Cerebral malaria may be the most common non traumatic encephalopathy in the world. The pathogenesis is heterogeneous and the neurological complications are often part of a multisystem dysfunction. The clinical presentation and pathophysiology differs between adult and children. Recent studies have showed the molecular mechanism of pathogenesis and suggested possible interventions. Antimalarial drugs however remain the only interventions that unequally affect the outcome. Increasing resistance to the established anti-malarial drugs is of grave concern. With appropriate anti-malarial drugs, the prognosis of cerebral malaria often depends on the management of other complications, for example renal failure and acidosis. Neurological sequelae are increasingly recognized. But further research on the pathogenesis of coma and neurological damage is required to develop other treatments.

Background

Malaria remains one of the most prevalent infectious diseases in the world. WHO reports that 50% of the world’s population living in 109 countries is still at risk of Malaria.

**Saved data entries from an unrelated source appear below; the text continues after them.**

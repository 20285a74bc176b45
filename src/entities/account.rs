//! Account entity - a bank or cash account owned by a user.

use sea_orm::entity::prelude::*;
use serde::{Deserialize, Serialize};

/// Account database model
#[derive(Clone, Debug, PartialEq, Eq, DeriveEntityModel, Serialize, Deserialize)]
#[sea_orm(table_name = "accounts")]
pub struct Model {
    /// Unique identifier
    #[sea_orm(primary_key)]
    pub id: i64,
    /// Owning user
    pub owner_id: i64,
    /// Display name, e.g. "Checking Account"
    pub name: String,
    /// Balance when the account was added, in cents
    pub starting_balance_cents: i64,
    /// When the account was created
    pub created_at: DateTimeUtc,
    /// When the account was last modified
    pub updated_at: DateTimeUtc,
}

/// Defines relationships between Account and other entities
#[derive(Copy, Clone, Debug, EnumIter, DeriveRelation)]
pub enum Relation {
    /// Each account belongs to one user
    #[sea_orm(
        belongs_to = "super::user::Entity",
        from = "Column::OwnerId",
        to = "super::user::Column::Id",
        on_delete = "Cascade"
    )]
    Owner,
    /// Balance snapshots over time
    #[sea_orm(has_many = "super::account_balance::Entity")]
    BalanceHistory,
}

impl Related<super::user::Entity> for Entity {
    fn to() -> RelationDef {
        Relation::Owner.def()
    }
}

impl Related<super::account_balance::Entity> for Entity {
    fn to() -> RelationDef {
        Relation::BalanceHistory.def()
    }
}

impl ActiveModelBehavior for ActiveModel {}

More than 300 million clinical cases of malaria and one million deaths occur annually. Especially, Cerebral Malaria is the most severe neurological complication of the infection, with Plasmodium Falciparum, with over 57,500 cases annually. Severe Malaria may manifest as anemia, hypoglycemia, metabolic acidosis, repeated seizures, coma or multiple organ failure and is estimated to cause one million deaths annually. Recent reports show that the incidence of severe Malaria is on the decline. In Falciparum infection mortality is high. Surviving patients sustain brain injury which manifest as long-term neurocognitive impairment. And this deadliest feature is mostly prevalent on the African continent. My patient who went to Africa for work stayed there for 3 months and came back to India with fever. In this paper we review studies that have provided current understanding of pathogenesis of brain injury due to Falciparum and explore prospects for neuro protection and improved outcome.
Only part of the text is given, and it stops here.